═══ Dataset content ═══

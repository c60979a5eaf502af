// SPDX-License-Identifier: MIT
//! Objects stored in a map file

use serde::{Deserialize, Serialize};

use crate::error::{MapFileError, Result};
use crate::format::{MapObjectHeader, MapObjectType};
use crate::image::MapImage;
use crate::positions::MapPositions;

/// A single payload of the container
#[derive(Debug, Clone, PartialEq, Serialize, Deserialize)]
#[serde(tag = "kind", content = "data")]
pub enum MapObject {
    Image(MapImage),
    Points(MapPositions),
}

impl MapObject {
    pub fn object_type(&self) -> MapObjectType {
        match self {
            MapObject::Image(_) => MapObjectType::MapImage,
            MapObject::Points(_) => MapObjectType::MapPoints,
        }
    }

    /// Encode the payload bytes for this object
    pub fn to_bytes(&self) -> Result<Vec<u8>> {
        match self {
            MapObject::Image(image) => Ok(image.to_bytes()),
            MapObject::Points(positions) => positions.encode(),
        }
    }

    /// Decode a payload of the given type; `None` for unknown types
    pub fn decode(object_type: MapObjectType, bytes: &[u8]) -> Result<Option<Self>> {
        match object_type {
            MapObjectType::MapImage => Ok(Some(MapObject::Image(MapImage::from_bytes(bytes)))),
            MapObjectType::MapPoints => Ok(Some(MapObject::Points(MapPositions::decode(bytes)?))),
            MapObjectType::Unknown(_) => Ok(None),
        }
    }

    /// Encode the payload together with its index entry
    pub(crate) fn to_entry(&self) -> Result<(MapObjectHeader, Vec<u8>)> {
        let payload = self.to_bytes()?;
        let size = u32::try_from(payload.len()).map_err(|_| {
            MapFileError::invalid(format!(
                "{} payload of {} bytes exceeds the maximum of {}",
                self.object_type().name(),
                payload.len(),
                u32::MAX
            ))
        })?;
        Ok((MapObjectHeader::new(size, self.object_type()), payload))
    }

    pub fn as_positions(&self) -> Option<&MapPositions> {
        match self {
            MapObject::Points(positions) => Some(positions),
            MapObject::Image(_) => None,
        }
    }

    pub fn as_positions_mut(&mut self) -> Option<&mut MapPositions> {
        match self {
            MapObject::Points(positions) => Some(positions),
            MapObject::Image(_) => None,
        }
    }

    pub fn as_image(&self) -> Option<&MapImage> {
        match self {
            MapObject::Image(image) => Some(image),
            MapObject::Points(_) => None,
        }
    }
}

impl From<MapImage> for MapObject {
    fn from(image: MapImage) -> Self {
        MapObject::Image(image)
    }
}

impl From<MapPositions> for MapObject {
    fn from(positions: MapPositions) -> Self {
        MapObject::Points(positions)
    }
}

#[cfg(test)]
mod tests {
    use super::*;
    use crate::positions::MapPosition;

    #[test]
    fn test_object_type() {
        let image: MapObject = MapImage::from_bytes(vec![1]).into();
        let points: MapObject = MapPositions::new("a", "A").into();
        assert_eq!(image.object_type(), MapObjectType::MapImage);
        assert_eq!(points.object_type(), MapObjectType::MapPoints);
        assert!(image.as_image().is_some());
        assert!(image.as_positions().is_none());
        assert!(points.as_positions().is_some());
    }

    #[test]
    fn test_decode_dispatch() {
        let layer = MapPositions::with_positions("a", "A", vec![MapPosition::new(1.0, 2.0, 3.0)]);
        let bytes = layer.encode().unwrap();

        let decoded = MapObject::decode(MapObjectType::MapPoints, &bytes).unwrap();
        assert_eq!(decoded, Some(MapObject::Points(layer)));

        let decoded = MapObject::decode(MapObjectType::MapImage, &bytes).unwrap();
        assert_eq!(decoded.unwrap().to_bytes().unwrap(), bytes);

        assert_eq!(MapObject::decode(MapObjectType::Unknown(7), &bytes).unwrap(), None);
    }

    #[test]
    fn test_to_entry_sizes_payload() {
        let object: MapObject = MapImage::from_bytes(vec![0xDE, 0xAD, 0xBE, 0xEF]).into();
        let (header, payload) = object.to_entry().unwrap();
        assert_eq!(header.content_size, 4);
        assert_eq!(header.object_type, MapObjectType::MapImage);
        assert_eq!(header.content_start_index, None);
        assert_eq!(payload, vec![0xDE, 0xAD, 0xBE, 0xEF]);
    }
}
// SPDX-License-Identifier: MIT
//! Basic usage example for the map annotation container

use map_container::{MapFile, MapImage, MapPosition, MapPositions};
use std::path::PathBuf;
use tracing_subscriber::EnvFilter;

fn main() -> Result<(), Box<dyn std::error::Error>> {
    // RUST_LOG=map_container=debug shows the header and index dumps
    tracing_subscriber::fmt()
        .with_env_filter(EnvFilter::from_default_env())
        .with_target(true)
        .init();

    println!("=== Map Annotation Container - Basic Usage ===\n");

    // Step 1: Build a document
    println!("1. Building document...");
    let output_path = std::env::temp_dir().join("map_container_demo.map");
    let mut map = MapFile::new(&output_path);

    let mut spawns = MapPositions::player_spawns("Player Spawns");
    spawns.add_position(MapPosition::new(100.0, 0.0, 200.0));
    spawns.add_position(MapPosition::new(150.5, 2.5, 175.25));
    map.add_object(spawns);

    map.add_object(MapPositions::with_positions(
        "HeliCrashNorth",
        "Heli Crashes",
        vec![MapPosition::new(4200.0, 310.0, 9800.0)],
    ));
    // Same display name: merged into the layer above
    map.add_object(MapPositions::with_positions(
        "HeliCrashSouth",
        "Heli Crashes",
        vec![MapPosition::new(6100.0, 12.0, 2300.0)],
    ));
    map.add_object(MapImage::from_bytes(vec![0xDE, 0xAD, 0xBE, 0xEF]));

    for layer in map.all_positions() {
        println!(
            "   Layer '{}' ({}): {} positions",
            layer.display_name(),
            layer.name(),
            layer.len()
        );
    }
    println!("   Images: {}", map.all_images().len());

    // Step 2: Save
    println!("\n2. Saving to {}...", output_path.display());
    map.save()?;
    println!("   Written {} bytes", std::fs::metadata(&output_path)?.len());

    // Step 3: Inspect the index without loading payloads
    println!("\n3. Inspecting index...");
    let mut probe = MapFile::new(&output_path);
    println!("   Has images: {}", probe.has_images()?);
    if let Some(header) = probe.header() {
        println!("{}", serde_json::to_string_pretty(header)?);
    }

    // Step 4: Selective reads
    println!("\n4. Reading points only, then images...");
    let mut reloaded = MapFile::new(PathBuf::from(&output_path));
    reloaded.read_positions_only()?;
    println!(
        "   After points-only read: {} layers, {} images, fully read: {}",
        reloaded.all_positions().len(),
        reloaded.all_images().len(),
        reloaded.has_fully_read_content()
    );
    reloaded.read_images_only()?;
    println!(
        "   After images-only read: {} layers, {} images, fully read: {}",
        reloaded.all_positions().len(),
        reloaded.all_images().len(),
        reloaded.has_fully_read_content()
    );

    if let Some(spawns) = reloaded.player_spawns() {
        println!("\n5. Player spawns as JSON:");
        println!("{}", serde_json::to_string_pretty(spawns)?);
    }

    println!("\n=== Map Container Demo Complete ===");
    Ok(())
}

═══

Problem description:
Copy the material above, line for line.

Task result:
repository c60979a5eaf502af
// SPDX-License-Identifier: MIT
//! Objects stored in a map file

use serde::{Deserialize, Serialize};

use crate::error::{MapFileError, Result};
use crate::format::{MapObjectHeader, MapObjectType};
use crate::image::MapImage;
use crate::positions::MapPositions;

/// A single payload of the container
#[derive(Debug, Clone, PartialEq, Serialize, Deserialize)]
#[serde(tag = "kind", content = "data")]
pub enum MapObject {
    Image(MapImage),
    Points(MapPositions),
}

impl MapObject {
    pub fn object_type(&self) -> MapObjectType {
        match self {
            MapObject::Image(_) => MapObjectType::MapImage,
            MapObject::Points(_) => MapObjectType::MapPoints,
        }
    }

    /// Encode the payload bytes for this object
    pub fn to_bytes(&self) -> Result<Vec<u8>> {
        match self {
            MapObject::Image(image) => Ok(image.to_bytes()),
            MapObject::Points(positions) => positions.encode(),
        }
    }

    /// Decode a payload of the given type; `None` for unknown types
    pub fn decode(object_type: MapObjectType, bytes: &[u8]) -> Result<Option<Self>> {
        match object_type {
            MapObjectType::MapImage => Ok(Some(MapObject::Image(MapImage::from_bytes(bytes)))),
            MapObjectType::MapPoints => Ok(Some(MapObject::Points(MapPositions::decode(bytes)?))),
            MapObjectType::Unknown(_) => Ok(None),
        }
    }

    /// Encode the payload together with its index entry
    pub(crate) fn to_entry(&self) -> Result<(MapObjectHeader, Vec<u8>)> {
        let payload = self.to_bytes()?;
        let size = u32::try_from(payload.len()).map_err(|_| {
            MapFileError::invalid(format!(
                "{} payload of {} bytes exceeds the maximum of {}",
                self.object_type().name(),
                payload.len(),
                u32::MAX
            ))
        })?;
        Ok((MapObjectHeader::new(size, self.object_type()), payload))
    }

    pub fn as_positions(&self) -> Option<&MapPositions> {
        match self {
            MapObject::Points(positions) => Some(positions),
            MapObject::Image(_) => None,
        }
    }

    pub fn as_positions_mut(&mut self) -> Option<&mut MapPositions> {
        match self {
            MapObject::Points(positions) => Some(positions),
            MapObject::Image(_) => None,
        }
    }

    pub fn as_image(&self) -> Option<&MapImage> {
        match self {
            MapObject::Image(image) => Some(image),
            MapObject::Points(_) => None,
        }
    }
}

impl From<MapImage> for MapObject {
    fn from(image: MapImage) -> Self {
        MapObject::Image(image)
    }
}

impl From<MapPositions> for MapObject {
    fn from(positions: MapPositions) -> Self {
        MapObject::Points(positions)
    }
}

#[cfg(test)]
mod tests {
    use super::*;
    use crate::positions::MapPosition;

    #[test]
    fn test_object_type() {
        let image: MapObject = MapImage::from_bytes(vec![1]).into();
        let points: MapObject = MapPositions::new("a", "A").into();
        assert_eq!(image.object_type(), MapObjectType::MapImage);
        assert_eq!(points.object_type(), MapObjectType::MapPoints);
        assert!(image.as_image().is_some());
        assert!(image.as_positions().is_none());
        assert!(points.as_positions().is_some());
    }

    #[test]
    fn test_decode_dispatch() {
        let layer = MapPositions::with_positions("a", "A", vec![MapPosition::new(1.0, 2.0, 3.0)]);
        let bytes = layer.encode().unwrap();

        let decoded = MapObject::decode(MapObjectType::MapPoints, &bytes).unwrap();
        assert_eq!(decoded, Some(MapObject::Points(layer)));

        let decoded = MapObject::decode(MapObjectType::MapImage, &bytes).unwrap();
        assert_eq!(decoded.unwrap().to_bytes().unwrap(), bytes);

        assert_eq!(MapObject::decode(MapObjectType::Unknown(7), &bytes).unwrap(), None);
    }

    #[test]
    fn test_to_entry_sizes_payload() {
        let object: MapObject = MapImage::from_bytes(vec![0xDE, 0xAD, 0xBE, 0xEF]).into();
        let (header, payload) = object.to_entry().unwrap();
        assert_eq!(header.content_size, 4);
        assert_eq!(header.object_type, MapObjectType::MapImage);
        assert_eq!(header.content_start_index, None);
        assert_eq!(payload, vec![0xDE, 0xAD, 0xBE, 0xEF]);
    }
}
// SPDX-License-Identifier: MIT
//! Basic usage example for the map annotation container

use map_container::{MapFile, MapImage, MapPosition, MapPositions};
use std::path::PathBuf;
use tracing_subscriber::EnvFilter;

fn main() -> Result<(), Box<dyn std::error::Error>> {
    // RUST_LOG=map_container=debug shows the header and index dumps
    tracing_subscriber::fmt()
        .with_env_filter(EnvFilter::from_default_env())
        .with_target(true)
        .init();

    println!("=== Map Annotation Container - Basic Usage ===\n");

    // Step 1: Build a document
    println!("1. Building document...");
    let output_path = std::env::temp_dir().join("map_container_demo.map");
    let mut map = MapFile::new(&output_path);

    let mut spawns = MapPositions::player_spawns("Player Spawns");
    spawns.add_position(MapPosition::new(100.0, 0.0, 200.0));
    spawns.add_position(MapPosition::new(150.5, 2.5, 175.25));
    map.add_object(spawns);

    map.add_object(MapPositions::with_positions(
        "HeliCrashNorth",
        "Heli Crashes",
        vec![MapPosition::new(4200.0, 310.0, 9800.0)],
    ));
    // Same display name: merged into the layer above
    map.add_object(MapPositions::with_positions(
        "HeliCrashSouth",
        "Heli Crashes",
        vec![MapPosition::new(6100.0, 12.0, 2300.0)],
    ));
    map.add_object(MapImage::from_bytes(vec![0xDE, 0xAD, 0xBE, 0xEF]));

    for layer in map.all_positions() {
        println!(
            "   Layer '{}' ({}): {} positions",
            layer.display_name(),
            layer.name(),
            layer.len()
        );
    }
    println!("   Images: {}", map.all_images().len());

    // Step 2: Save
    println!("\n2. Saving to {}...", output_path.display());
    map.save()?;
    println!("   Written {} bytes", std::fs::metadata(&output_path)?.len());

    // Step 3: Inspect the index without loading payloads
    println!("\n3. Inspecting index...");
    let mut probe = MapFile::new(&output_path);
    println!("   Has images: {}", probe.has_images()?);
    if let Some(header) = probe.header() {
        println!("{}", serde_json::to_string_pretty(header)?);
    }

    // Step 4: Selective reads
    println!("\n4. Reading points only, then images...");
    let mut reloaded = MapFile::new(PathBuf::from(&output_path));
    reloaded.read_positions_only()?;
    println!(
        "   After points-only read: {} layers, {} images, fully read: {}",
        reloaded.all_positions().len(),
        reloaded.all_images().len(),
        reloaded.has_fully_read_content()
    );
    reloaded.read_images_only()?;
    println!(
        "   After images-only read: {} layers, {} images, fully read: {}",
        reloaded.all_positions().len(),
        reloaded.all_images().len(),
        reloaded.has_fully_read_content()
    );

    if let Some(spawns) = reloaded.player_spawns() {
        println!("\n5. Player spawns as JSON:");
        println!("{}", serde_json::to_string_pretty(spawns)?);
    }

    println!("\n=== Map Container Demo Complete ===");
    Ok(())
}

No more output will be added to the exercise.